Computation of the \(p\)-value will be more difficult for us with the \(t\)-test than the \(z\)-test. The reason is that the \(t\)-table that is generally provided in statistical textbooks is much less extensive than the standard normal table. For us to be able to compute the exact \(p\)-value for a \(t\)-test, we need to:

  • Have a two page \(t\)-table similar to the normal table for every possible value of \(df\); that is, every row of the \(t\)-table would become two pages of probabilities. We do not have access to such tables. We can approximate the \(p\)-value with our one-page \(t\)-table.

  • Evaluate the integral \(P(t>0.951)=\int_{0.951}^{\infty} f(x) dx\), where \(f(x)\) is the probability density function for the \(t\)-distribution with \(n-1\) df. If you aren’t a math major, this may sound scary and awful! If you are a math major, you know this is scary and awful! So we won’t do it!

  • Use techonology to get the \(p\)-value; that is, let the calculator or computer do the difficult math needed to compute the \(p\)-value.

In our problem, we have the one-sided alternative hypothesis \(H_a: \mu > 52\), a test statistic \(t=0.951\), and \(df=15\).

Below shows a \(t\)-table with the pertinent values highlighted.
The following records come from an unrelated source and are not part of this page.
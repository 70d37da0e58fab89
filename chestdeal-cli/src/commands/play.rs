use super::{log_table, players_table, Context};
use crate::reader::{PromptReader, SimulatedReader};
use chestdeal_core::{CodeReader, PlayerColor};
use chestdeal_game::{open_table, GameError, GameStage, GameTable, RosterChange};
use dialoguer::Select;
use std::sync::Arc;
use tracing::{debug, warn};

enum SetupAction {
    Toggle(PlayerColor),
    Start,
    Clear,
    Quit,
}

enum PlayAction {
    Scan,
    Reset,
    NewGame,
    Quit,
}

/// Interactive game loop for the operator at the table
pub async fn run_play(ctx: &Context, simulate: bool, seed: Option<u64>) -> anyhow::Result<()> {
    let store = ctx.roster_store().await?;

    let simulated = simulate.then(|| Arc::new(SimulatedReader::new()));
    let reader: Arc<dyn CodeReader> = match &simulated {
        Some(reader) => reader.clone(),
        None => Arc::new(PromptReader),
    };

    let mut table = open_table(store, reader, ctx.config.game.clone()).await?;
    if let Some(seed) = seed {
        table = table.with_seed(seed);
    }

    println!("Deal with the Devil");
    if simulate {
        println!("Simulated scanner: chests are scanned in seat order.");
    }

    loop {
        let keep_going = match table.stage().await {
            GameStage::Setup => setup_step(&table, simulated.as_deref()).await?,
            GameStage::Playing => play_step(&table).await?,
        };
        if !keep_going {
            break;
        }
    }

    println!("Goodbye.");
    Ok(())
}

async fn setup_step(table: &GameTable, simulated: Option<&SimulatedReader>) -> anyhow::Result<bool> {
    let players = table.players().await;
    println!();
    if players.is_empty() {
        println!("No players registered.");
    } else {
        println!("{}", players_table(&players));
    }

    let mut actions = Vec::new();
    let mut labels = Vec::new();
    for color in PlayerColor::ALL {
        let registered = players.iter().any(|p| p.color == color);
        labels.push(if registered {
            format!("Remove {}", color)
        } else {
            format!("Add {}", color)
        });
        actions.push(SetupAction::Toggle(color));
    }
    if table.can_start().await {
        labels.push("Start game".to_string());
        actions.push(SetupAction::Start);
    }
    labels.push("Clear players".to_string());
    actions.push(SetupAction::Clear);
    labels.push("Quit".to_string());
    actions.push(SetupAction::Quit);

    let choice = select("Setup", &labels)?;

    match &actions[choice] {
        SetupAction::Toggle(color) => match table.toggle(*color).await {
            Ok(RosterChange::Added(player)) => {
                println!("Registered {} with chest code {}", player.color, player.code);
            }
            Ok(RosterChange::Removed(player)) => println!("Removed {}", player.color),
            Err(e) => report(&e),
        },
        SetupAction::Start => match table.start().await {
            Ok(()) => {
                if let Some(reader) = simulated {
                    reader.load_players(&table.players().await);
                }
                println!("Game started.");
                print_round(table).await;
            }
            Err(e) => report(&e),
        },
        SetupAction::Clear => match table.clear_roster().await {
            Ok(()) => println!("Roster cleared."),
            Err(e) => report(&e),
        },
        SetupAction::Quit => return Ok(false),
    }

    Ok(true)
}

async fn play_step(table: &GameTable) -> anyhow::Result<bool> {
    let labels = ["Scan chest", "Reset round", "New game", "Quit"];
    let actions = [
        PlayAction::Scan,
        PlayAction::Reset,
        PlayAction::NewGame,
        PlayAction::Quit,
    ];

    let choice = select("Play", &labels)?;

    match actions[choice] {
        PlayAction::Scan => match table.scan().await {
            Ok(instruction) => {
                println!();
                println!(">>> {}", instruction.text());
                print_round(table).await;
            }
            Err(e) => {
                report(&e);
                if e.is_rescan() {
                    println!("Nothing changed. Scan again when ready.");
                }
            }
        },
        PlayAction::Reset => match table.reset().await {
            Ok(()) => {
                println!("Round reset.");
                print_round(table).await;
            }
            Err(e) => report(&e),
        },
        PlayAction::NewGame => match table.new_game().await {
            Ok(()) => println!("Back to setup with an empty roster."),
            Err(e) => report(&e),
        },
        PlayAction::Quit => return Ok(false),
    }

    Ok(true)
}

async fn print_round(table: &GameTable) {
    let snapshot = table.snapshot().await;
    let Some(round) = snapshot.round else {
        return;
    };

    debug!(
        "phase {} move {} of {}",
        round.phase_index,
        round.move_count,
        snapshot.players.len()
    );

    println!();
    println!(
        "Phase {}/4: {} ({} of {} chests)",
        round.phase_index + 1,
        round.phase,
        round.move_count,
        snapshot.players.len()
    );
    println!("{}", round.instructions);

    if !round.log.is_empty() {
        println!("{}", log_table(&round.log));
    }
}

fn select<T: ToString>(prompt: &str, items: &[T]) -> anyhow::Result<usize> {
    let choice = Select::new()
        .with_prompt(prompt)
        .items(items)
        .default(0)
        .interact()?;
    Ok(choice)
}

fn report(error: &GameError) {
    match error {
        GameError::UnknownPlayerCode(code) => {
            eprintln!("Unknown chest {}. Scan a registered chest.", code);
        }
        GameError::ExhaustedProposal { phase, .. } => {
            eprintln!("That chest was already handled during {}. Scan another.", phase);
        }
        GameError::ReaderFailure(reason) => {
            eprintln!("Scan failed: {}. Try again.", reason);
        }
        GameError::ScannerBusy => eprintln!("A scan is already in progress."),
        GameError::InsufficientPlayers { have, need } => {
            eprintln!("Need at least {} players, have {}.", need, have);
        }
        other => {
            warn!("table operation failed: {}", other);
            eprintln!("Error: {}", other);
        }
    }
}
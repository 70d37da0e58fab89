use crate::{GameError, Result};
use chestdeal_core::{GameConfig, Player, PlayerColor, RosterStore};
use std::collections::HashSet;
use std::sync::Arc;

/// One player per color, at most one per color, every chest code distinct
pub fn check_roster(players: &[Player]) -> Result<()> {
    if players.len() > PlayerColor::ALL.len() {
        return Err(GameError::InvalidRoster(format!(
            "{} players, at most {} allowed",
            players.len(),
            PlayerColor::ALL.len()
        )));
    }

    let mut colors = HashSet::new();
    let mut codes = HashSet::new();
    for player in players {
        if !colors.insert(player.color) {
            return Err(GameError::InvalidRoster(format!(
                "color {} registered twice",
                player.color
            )));
        }
        if !codes.insert(player.code.as_str()) {
            return Err(GameError::InvalidRoster(format!(
                "chest code {} shared by several players",
                player.code
            )));
        }
    }

    Ok(())
}

/// Result of toggling a color during setup
#[derive(Debug, Clone, PartialEq, Eq)]
pub enum RosterChange {
    Added(Player),
    Removed(Player),
}

/// Players registered for the next game. Every change is written through to the store.
pub struct RosterManager {
    players: Vec<Player>,
    store: Arc<dyn RosterStore>,
    min_players: usize,
}

impl RosterManager {
    /// Restore whatever roster the store holds for the current session
    pub async fn load(store: Arc<dyn RosterStore>, config: &GameConfig) -> Result<Self> {
        let players = store.load().await?;
        check_roster(&players)?;

        tracing::debug!("Loaded roster with {} players", players.len());
        Ok(Self {
            players,
            store,
            min_players: config.min_players,
        })
    }

    pub fn players(&self) -> &[Player] {
        &self.players
    }

    pub fn len(&self) -> usize {
        self.players.len()
    }

    pub fn is_empty(&self) -> bool {
        self.players.is_empty()
    }

    pub fn min_players(&self) -> usize {
        self.min_players
    }

    pub fn contains(&self, color: PlayerColor) -> bool {
        self.players.iter().any(|p| p.color == color)
    }

    pub fn find_by_code(&self, code: &str) -> Option<&Player> {
        self.players.iter().find(|p| p.code == code)
    }

    pub fn can_start(&self) -> bool {
        self.players.len() >= self.min_players
    }

    /// Add a player for `color`, or remove the one already holding it
    pub async fn toggle(&mut self, color: PlayerColor) -> Result<RosterChange> {
        let mut players = self.players.clone();
        let change = match players.iter().position(|p| p.color == color) {
            Some(index) => RosterChange::Removed(players.remove(index)),
            None => {
                let player = Player::new(color);
                players.push(player.clone());
                RosterChange::Added(player)
            }
        };

        // only adopt the new roster once it is stored
        self.store.save(&players).await?;
        self.players = players;

        match &change {
            RosterChange::Added(player) => {
                tracing::info!("Player {} joined with code {}", player.color, player.code)
            }
            RosterChange::Removed(player) => tracing::info!("Player {} left", player.color),
        }
        Ok(change)
    }

    pub async fn clear(&mut self) -> Result<()> {
        self.store.save(&[]).await?;
        self.players.clear();

        tracing::info!("Roster cleared");
        Ok(())
    }
}

impl std::fmt::Debug for RosterManager {
    fn fmt(&self, f: &mut std::fmt::Formatter<'_>) -> std::fmt::Result {
        f.debug_struct("RosterManager")
            .field("players", &self.players)
            .field("min_players", &self.min_players)
            .finish()
    }
}
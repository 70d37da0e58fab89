use super::{players_table, Context};
use chestdeal_core::PlayerColor;
use chestdeal_game::{RosterChange, RosterManager};
use clap::Subcommand;
use dialoguer::Confirm;

#[derive(Subcommand)]
pub enum RosterCommands {
    /// Register a color, or remove it if already registered
    Toggle {
        /// RED, BLUE, GREEN or YELLOW
        color: PlayerColor,
    },
    /// Remove every player from the roster
    Clear {
        /// Skip confirmation prompt
        #[arg(short, long)]
        force: bool,
    },
    /// Show registered players and their chest codes
    List,
}

pub async fn handle_roster_command(cmd: RosterCommands, ctx: &Context) -> anyhow::Result<()> {
    let store = ctx.roster_store().await?;
    let mut roster = RosterManager::load(store, &ctx.config.game).await?;

    match cmd {
        RosterCommands::Toggle { color } => match roster.toggle(color).await? {
            RosterChange::Added(player) => {
                println!("Registered player {}", player.color);
                println!("Chest code: {}", player.code);
                print_readiness(&roster);
            }
            RosterChange::Removed(player) => {
                println!("Removed player {}", player.color);
                print_readiness(&roster);
            }
        },

        RosterCommands::Clear { force } => {
            if roster.is_empty() {
                println!("Roster is already empty.");
                return Ok(());
            }
            if !force {
                let confirmed = Confirm::new()
                    .with_prompt(format!("Remove all {} players?", roster.len()))
                    .default(false)
                    .interact()?;
                if !confirmed {
                    println!("Cancelled.");
                    return Ok(());
                }
            }

            roster.clear().await?;
            println!("Roster cleared.");
        }

        RosterCommands::List => {
            if roster.is_empty() {
                println!("No players registered.");
                println!("Add one with: chestdeal roster toggle <color>");
                return Ok(());
            }
            println!("{}", players_table(roster.players()));
            print_readiness(&roster);
        }
    }

    Ok(())
}

fn print_readiness(roster: &RosterManager) {
    if roster.can_start() {
        println!("Ready to play with {} players.", roster.len());
    } else {
        println!(
            "Need at least {} players to start ({} registered).",
            roster.min_players(),
            roster.len()
        );
    }
}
We refer to the row for \(df=15\). Notice our test statistic \(t=0.951\) falls below the critical values \(t^*=1.341\).

The area above \(t^*=1.341\) is .10. Hence, our \(p\)-value is greater than .10, or \(\text{p-value}>.10\). If we had \(H_a: \mu \neq 52\), then it would be \(\text{p-value}>.20\).

TTable
TTable

The \(p\)-value can be obtained with technology. With a TI calculator (which I am not assuming you have), use tcdf(0.951,999999999,15) to get \(p=0.1783\).

Step Six: Conclusion

Since we failed to reject the null hypothesis, a proper conclusion would be:

The mean weight of seven-year-old boys in Kentucky is NOT significantly greater than the national average of 52 pounds.